By Shabnam Baloch
The writer is the Country Director at Oxfam in South Sudan.
JUBA, South Sudan | 2 July 2026 (IDN) — As experts gathered in New York earlier this month to discuss the future of the humanitarian landscape and durable solutions for displaced people, the conversations touched on linking humanitarian response to long-term development.
These are important conversations to have, but they also raise a simple question that rarely gets enough attention: whose definition of durable solutions are we using? In South Sudan, where I’m based, the answer looks very different from the discussions in conference rooms.
For millions of displaced people in South Sudan, a durable solution to the challenges they are facing isn’t a combination of frameworks, indicators, or policy work – it’s being able to return home, have access to lifesaving assistance, and hope they won’t be forced to flee again.
Yet too often, durable solutions are defined as technical milestones measured through coordination structures and plans, which often miss the reality facing families living through conflict, climate shocks and shrinking humanitarian funding, such as in South Sudan.
Displacement does not end because systems declare it resolved. It ends—or persists—when people can actually rebuild their lives with safety, dignity and agency.

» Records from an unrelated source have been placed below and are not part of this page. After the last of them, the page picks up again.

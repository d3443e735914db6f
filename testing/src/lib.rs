//! # Slotbook Testing
//!
//! In-memory stores and fixtures for exercising the booking core without a
//! database.
//!
//! - [`InMemorySlotStore`]: per-row async locks, buffered transactional
//!   writes and an outage switch
//! - [`InMemoryUserStore`]: users and tokens
//! - [`fixtures`]: identities, dates and [`TestServices`]
//!
//! ## Example
//!
//! ```
//! use slotbook_testing::{TestServices, fixtures::alice};
//!
//! # tokio_test::block_on(async {
//! let services = TestServices::new();
//! let slot = services.slots.seed("Yoga", "2024-06-10", "09:00", "10:00").unwrap();
//!
//! services.booking.claim(slot.id, &alice()).await.unwrap();
//! assert!(services.slots.slot(slot.id).unwrap().holder.is_some());
//! # });
//! ```

pub mod fixtures;
pub mod slots;
pub mod users;

pub use fixtures::TestServices;
pub use slots::{InMemorySlotStore, InMemorySlotTransaction};
pub use users::InMemoryUserStore;
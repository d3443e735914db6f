//! Booking coordinator: the claim/release state machine.
//!
//! ```text
//! AVAILABLE --claim(identity)--> BOOKED(identity)
//! BOOKED(identity) --cancel--> AVAILABLE
//! ```
//!
//! `claim` runs inside a store transaction holding the slot's row lock, so of
//! any number of concurrent claims on one slot exactly one sees it available.
//! Losers fail with [`BookingError::AlreadyBooked`].

use crate::error::{BookingError, Result};
use crate::identity::{Identity, Viewer};
use crate::slot::{Holder, TimeSlot};
use crate::store::{SlotStore, SlotTransaction};
use crate::types::SlotId;
use serde::{Deserialize, Serialize};
use std::fmt;
use std::str::FromStr;
use std::sync::Arc;
use std::time::Instant;

/// Who may release a booking through [`BookingCoordinator::release`].
#[derive(Clone, Copy, Debug, Default, PartialEq, Eq, Serialize, Deserialize)]
#[serde(rename_all = "kebab-case")]
pub enum CancelPolicy {
    /// Anyone, including anonymous callers, may cancel any booking by id.
    #[default]
    Unrestricted,
    /// Only the current holder or an admin may cancel.
    HolderOrAdmin,
}

impl CancelPolicy {
    /// Configuration spelling.
    #[must_use]
    pub const fn as_str(&self) -> &'static str {
        match self {
            Self::Unrestricted => "unrestricted",
            Self::HolderOrAdmin => "holder-or-admin",
        }
    }
}

impl fmt::Display for CancelPolicy {
    fn fmt(&self, f: &mut fmt::Formatter<'_>) -> fmt::Result {
        f.write_str(self.as_str())
    }
}

impl FromStr for CancelPolicy {
    type Err = BookingError;

    fn from_str(s: &str) -> Result<Self> {
        match s.trim().to_ascii_lowercase().as_str() {
            "unrestricted" => Ok(Self::Unrestricted),
            "holder-or-admin" | "holder_or_admin" => Ok(Self::HolderOrAdmin),
            other => Err(BookingError::Validation(format!(
                "Unknown cancel policy '{other}' (expected 'unrestricted' or 'holder-or-admin')"
            ))),
        }
    }
}

/// Executes claim and release transitions against a [`SlotStore`].
pub struct BookingCoordinator<S> {
    store: Arc<S>,
    policy: CancelPolicy,
}

impl<S> Clone for BookingCoordinator<S> {
    fn clone(&self) -> Self {
        Self {
            store: Arc::clone(&self.store),
            policy: self.policy,
        }
    }
}

impl<S: SlotStore> BookingCoordinator<S> {
    /// Create a coordinator with the unrestricted cancel policy.
    #[must_use]
    pub const fn new(store: Arc<S>) -> Self {
        Self {
            store,
            policy: CancelPolicy::Unrestricted,
        }
    }

    /// Select the cancel policy used by [`release`](Self::release).
    #[must_use]
    pub const fn with_cancel_policy(mut self, policy: CancelPolicy) -> Self {
        self.policy = policy;
        self
    }

    /// Book `slot_id` for `identity`.
    ///
    /// # Errors
    ///
    /// - `NotFound` if the slot does not exist
    /// - `AlreadyBooked` if anyone (including `identity`) already holds it
    /// - `Unavailable` if the row lock could not be obtained in time
    #[tracing::instrument(skip(self, identity), fields(slot_id = %slot_id, user_id = %identity.user_id))]
    pub async fn claim(&self, slot_id: SlotId, identity: &Identity) -> Result<TimeSlot> {
        let started = Instant::now();
        let result = self.claim_locked(slot_id, identity).await;

        let outcome = match &result {
            Ok(_) => "booked",
            Err(BookingError::AlreadyBooked(_)) => "already_booked",
            Err(BookingError::NotFound { .. }) => "not_found",
            Err(_) => "error",
        };
        metrics::counter!("slotbook_claims_total", "outcome" => outcome).increment(1);
        metrics::histogram!("slotbook_claim_duration_seconds")
            .record(started.elapsed().as_secs_f64());

        result
    }

    async fn claim_locked(&self, slot_id: SlotId, identity: &Identity) -> Result<TimeSlot> {
        let mut tx = self.store.begin().await?;

        let slot = match tx.fetch_for_update(slot_id).await {
            Ok(slot) => slot,
            Err(error) => return Err(abort(tx, error).await),
        };

        if let Some(holder) = &slot.holder {
            tracing::warn!(holder_id = %holder.user_id, "Claim lost: slot already booked");
            return Err(abort(tx, BookingError::AlreadyBooked(slot_id)).await);
        }

        if let Err(error) = tx.set_holder(slot_id, Some(identity)).await {
            return Err(abort(tx, error).await);
        }
        tx.commit().await?;

        tracing::info!("Slot booked");
        Ok(TimeSlot {
            holder: Some(Holder::from(identity)),
            ..slot
        })
    }

    /// Clear the holder of `slot_id` for any caller.
    ///
    /// Cancelling an available slot succeeds and changes nothing. No row lock
    /// is taken: clearing is idempotent, so concurrent cancels converge.
    ///
    /// # Errors
    ///
    /// `NotFound` if the slot does not exist.
    #[tracing::instrument(skip(self), fields(slot_id = %slot_id))]
    pub async fn cancel(&self, slot_id: SlotId) -> Result<TimeSlot> {
        let slot = self.store.clear_holder(slot_id).await?;
        metrics::counter!("slotbook_cancellations_total").increment(1);
        tracing::info!("Booking cancelled");
        Ok(slot)
    }

    /// Clear the holder of `slot_id` if `viewer` is the holder or an admin.
    ///
    /// Runs under the row lock so the holder check and the write see the same
    /// state. An available slot is released idempotently.
    ///
    /// # Errors
    ///
    /// - `Unauthenticated` for anonymous viewers
    /// - `NotFound` if the slot does not exist
    /// - `PermissionDenied` if someone else holds the slot and the viewer is
    ///   not an admin
    #[tracing::instrument(skip(self, viewer), fields(slot_id = %slot_id, user_id = ?viewer.user_id()))]
    pub async fn cancel_restricted(&self, slot_id: SlotId, viewer: &Viewer) -> Result<TimeSlot> {
        let identity = viewer.require_authenticated()?;
        let mut tx = self.store.begin().await?;

        let slot = match tx.fetch_for_update(slot_id).await {
            Ok(slot) => slot,
            Err(error) => return Err(abort(tx, error).await),
        };

        match &slot.holder {
            None => {
                tx.rollback().await?;
                tracing::debug!("Slot already available");
                Ok(slot)
            }
            Some(holder) if slot.is_held_by(identity) || identity.is_admin => {
                if let Err(error) = tx.set_holder(slot_id, None).await {
                    return Err(abort(tx, error).await);
                }
                tx.commit().await?;
                metrics::counter!("slotbook_cancellations_total").increment(1);
                tracing::info!(holder_id = %holder.user_id, "Booking cancelled");
                Ok(TimeSlot {
                    holder: None,
                    ..slot
                })
            }
            Some(holder) => {
                tracing::warn!(holder_id = %holder.user_id, "Cancel denied: not the holder");
                Err(abort(
                    tx,
                    BookingError::PermissionDenied(
                        "You can only cancel your own bookings".into(),
                    ),
                )
                .await)
            }
        }
    }

    /// Cancel according to the configured [`CancelPolicy`].
    ///
    /// # Errors
    ///
    /// See [`cancel`](Self::cancel) and [`cancel_restricted`](Self::cancel_restricted).
    pub async fn release(&self, slot_id: SlotId, viewer: &Viewer) -> Result<TimeSlot> {
        match self.policy {
            CancelPolicy::Unrestricted => self.cancel(slot_id).await,
            CancelPolicy::HolderOrAdmin => self.cancel_restricted(slot_id, viewer).await,
        }
    }
}

/// Roll back and hand back the error that caused the abort.
async fn abort<T: SlotTransaction>(tx: T, cause: BookingError) -> BookingError {
    if let Err(rollback_error) = tx.rollback().await {
        tracing::warn!(error = %rollback_error, "Rollback failed after aborted booking transition");
    }
    cause
}

#[cfg(test)]
mod tests {
    use super::*;

    #[test]
    fn cancel_policy_parses_config_spellings() {
        assert_eq!("unrestricted".parse::<CancelPolicy>(), Ok(CancelPolicy::Unrestricted));
        assert_eq!(
            " Holder-Or-Admin ".parse::<CancelPolicy>(),
            Ok(CancelPolicy::HolderOrAdmin)
        );
        assert!(matches!(
            "owner".parse::<CancelPolicy>(),
            Err(BookingError::Validation(_))
        ));
    }

    #[test]
    fn default_policy_is_unrestricted() {
        assert_eq!(CancelPolicy::default(), CancelPolicy::Unrestricted);
        assert_eq!(CancelPolicy::HolderOrAdmin.to_string(), "holder-or-admin");
    }
}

And that depends on who holds power in defining what “success” looks like.
Local Leadership Matters
National NGOs, civil society, and especially women’s rights organisations working in fragile contexts do not play a secondary role in establishing durable solutions. They are at the centre of these solutions.
They operate across the humanitarian–development–peace nexus in ways formal systems often struggle to replicate – sustaining trust with communities, linking emergency response with recovery and supporting governance structures long after international attention has moved elsewhere.
Yet despite this, they continue to be treated primarily as implementers rather than as equal partners shaping outcomes, accountability, and legitimacy.
That gap is no longer a technical oversight. It is a structural constraint on progress, and if durable solutions are to be meaningful, systems must genuinely redistribute the decision-making power. But how?
To achieve this, external support must empower and strengthen local actors, rather than substitute them.
In South Sudan, local civil society—particularly women-led organisations- are often the ones holding communities together. They support survivors of gender-based violence, help women access services and navigate local realities outsiders struggle to understand. For this to work, they must be resourced and embedded in governance, planning, and monitoring structures.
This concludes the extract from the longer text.